Your task >>
Below are records; quote them exactly from the first line through the line that contains "use std::sync::LazyLock;".

Data extracts >>
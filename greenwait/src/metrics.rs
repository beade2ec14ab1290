//! Prometheus metrics for the carbon-aware scheduler.
//!
//! Compiled only with the `metrics` feature.
//!
//! # Metrics
//!
//! ## Counters
//! - `greenwait_jobs_created_total{schedule}`
//! - `greenwait_jobs_dispatched_total{reason}`
//! - `greenwait_jobs_finished_total{status}` - completed, requeued or failed
//! - `greenwait_degraded_signal_total` - refreshes that fell back to a stale sample
//!
//! ## Gauges
//! - `greenwait_grid_intensity{zone}` - last sampled gCO2eq/kWh
//! - `greenwait_pending_jobs`
//!
//! ## Histograms
//! - `greenwait_execution_duration_seconds{status}`
#![cfg(feature = "metrics")]

use prometheus::{
    CounterVec, Gauge, GaugeVec, HistogramVec, IntCounter, Opts, Registry, exponential_buckets,
};
use std::sync::LazyLock;

pub static REGISTRY: LazyLock<Registry> = LazyLock::new(Registry::new);

pub static JOBS_CREATED_TOTAL: LazyLock<CounterVec> = LazyLock::new(|| {
    let opts = Opts::new("greenwait_jobs_created_total", "Total number of jobs accepted");
    CounterVec::new(opts, &["schedule"]).expect("greenwait_jobs_created_total metric creation failed")
});

pub static JOBS_DISPATCHED_TOTAL: LazyLock<CounterVec> = LazyLock::new(|| {
    let opts = Opts::new(
        "greenwait_jobs_dispatched_total",
        "Total number of dispatch decisions by reason",
    );
    CounterVec::new(opts, &["reason"])
        .expect("greenwait_jobs_dispatched_total metric creation failed")
});

pub static JOBS_FINISHED_TOTAL: LazyLock<CounterVec> = LazyLock::new(|| {
    let opts = Opts::new(
        "greenwait_jobs_finished_total",
        "Total number of recorded execution outcomes",
    );
    CounterVec::new(opts, &["status"])
        .expect("greenwait_jobs_finished_total metric creation failed")
});

pub static DEGRADED_SIGNAL_TOTAL: LazyLock<IntCounter> = LazyLock::new(|| {
    IntCounter::new(
        "greenwait_degraded_signal_total",
        "Intensity refreshes that served a stale sample",
    )
    .expect("greenwait_degraded_signal_total metric creation failed")
});

pub static GRID_INTENSITY: LazyLock<GaugeVec> = LazyLock::new(|| {
    let opts = Opts::new(
        "greenwait_grid_intensity",
        "Last sampled grid carbon intensity in gCO2eq/kWh",
    );
    GaugeVec::new(opts, &["zone"]).expect("greenwait_grid_intensity metric creation failed")
});

pub static PENDING_JOBS: LazyLock<Gauge> = LazyLock::new(|| {
    Gauge::new("greenwait_pending_jobs", "Jobs waiting for a cleaner grid")
        .expect("greenwait_pending_jobs metric creation failed")
});

pub static EXECUTION_DURATION_SECONDS: LazyLock<HistogramVec> = LazyLock::new(|| {
    let buckets = exponential_buckets(0.05, 2.0, 12).expect("bucket creation failed");
    let opts = prometheus::HistogramOpts::new(
        "greenwait_execution_duration_seconds",
        "Completion call duration in seconds",
    )
    .buckets(buckets);
    HistogramVec::new(opts, &["status"])
        .expect("greenwait_execution_duration_seconds metric creation failed")
});

/// Register every metric with [`REGISTRY`]. Safe to call repeatedly.
pub fn init_metrics() -> anyhow::Result<()> {
    let registry = &*REGISTRY;

    for metric in [
        Box::new(JOBS_CREATED_TOTAL.clone()) as Box<dyn prometheus::core::Collector>,
        Box::new(JOBS_DISPATCHED_TOTAL.clone()),
        Box::new(JOBS_FINISHED_TOTAL.clone()),
        Box::new(DEGRADED_SIGNAL_TOTAL.clone()),
        Box::new(GRID_INTENSITY.clone()),
        Box::new(PENDING_JOBS.clone()),
        Box::new(EXECUTION_DURATION_SECONDS.clone()),
    ] {
        if let Err(e) = registry.register(metric) {
            if !matches!(e, prometheus::Error::AlreadyReg) {
                return Err(e.into());
            }
        }
    }

    Ok(())
}

pub fn record_job_created(schedule: &str) {
    JOBS_CREATED_TOTAL.with_label_values(&[schedule]).inc();
}

pub fn record_job_dispatched(reason: &str) {
    JOBS_DISPATCHED_TOTAL.with_label_values(&[reason]).inc();
}

pub fn record_job_finished(status: &str) {
    JOBS_FINISHED_TOTAL.with_label_values(&[status]).inc();
}

pub fn record_degraded_signal() {
    DEGRADED_SIGNAL_TOTAL.inc();
}

pub fn set_grid_intensity(zone: &str, intensity: f64) {
    GRID_INTENSITY.with_label_values(&[zone]).set(intensity);
}

pub fn set_pending_jobs(count: f64) {
    PENDING_JOBS.set(count);
}

pub fn observe_execution_duration(status: &str, duration_secs: f64) {
    EXECUTION_DURATION_SECONDS
        .with_label_values(&[status])
        .observe(duration_secs);
}

/// Gather all registered metrics in Prometheus text format.
pub fn gather_metrics() -> anyhow::Result<String> {
    let encoder = prometheus::TextEncoder::new();
    let metric_families = REGISTRY.gather();
    encoder
        .encode_to_string(&metric_families)
        .map_err(Into::into)
}

#[cfg(test)]
mod tests {
    use super::*;

    #[test]
    fn test_metrics_initialization_is_idempotent() {
        init_metrics().expect("first init");
        init_metrics().expect("second init");
    }

    #[test]
    fn test_grid_intensity_gauge() {
        set_grid_intensity("US-MIDA-PJM", 412.0);
        let value = GRID_INTENSITY.with_label_values(&["US-MIDA-PJM"]).get();
        assert_eq!(value, 412.0);
    }

    #[test]
    fn test_gather_metrics() {
        init_metrics().expect("metrics initialization should succeed");

        record_job_created("6 hr");
        record_job_dispatched("deadline");
        record_job_finished("completed");
        record_degraded_signal();
        observe_execution_duration("completed", 0.8);

        let output = gather_metrics().expect("gather should succeed");
        assert!(output.contains("greenwait_jobs_created_total"));
        assert!(output.contains("greenwait_jobs_dispatched_total"));
        assert!(output.contains("greenwait_degraded_signal_total"));
    }
}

Reply to the task >>
filename greenwait/src/metrics.rs
repository beade2ec14ab1290
//! Prometheus metrics for the carbon-aware scheduler.
//!
//! Compiled only with the `metrics` feature.
//!
//! # Metrics
//!
//! ## Counters
//! - `greenwait_jobs_created_total{schedule}`
//! - `greenwait_jobs_dispatched_total{reason}`
//! - `greenwait_jobs_finished_total{status}` - completed, requeued or failed
//! - `greenwait_degraded_signal_total` - refreshes that fell back to a stale sample
//!
//! ## Gauges
//! - `greenwait_grid_intensity{zone}` - last sampled gCO2eq/kWh
//! - `greenwait_pending_jobs`
//!
//! ## Histograms
//! - `greenwait_execution_duration_seconds{status}`
#![cfg(feature = "metrics")]

use prometheus::{
    CounterVec, Gauge, GaugeVec, HistogramVec, IntCounter, Opts, Registry, exponential_buckets,
};
use std::sync::LazyLock;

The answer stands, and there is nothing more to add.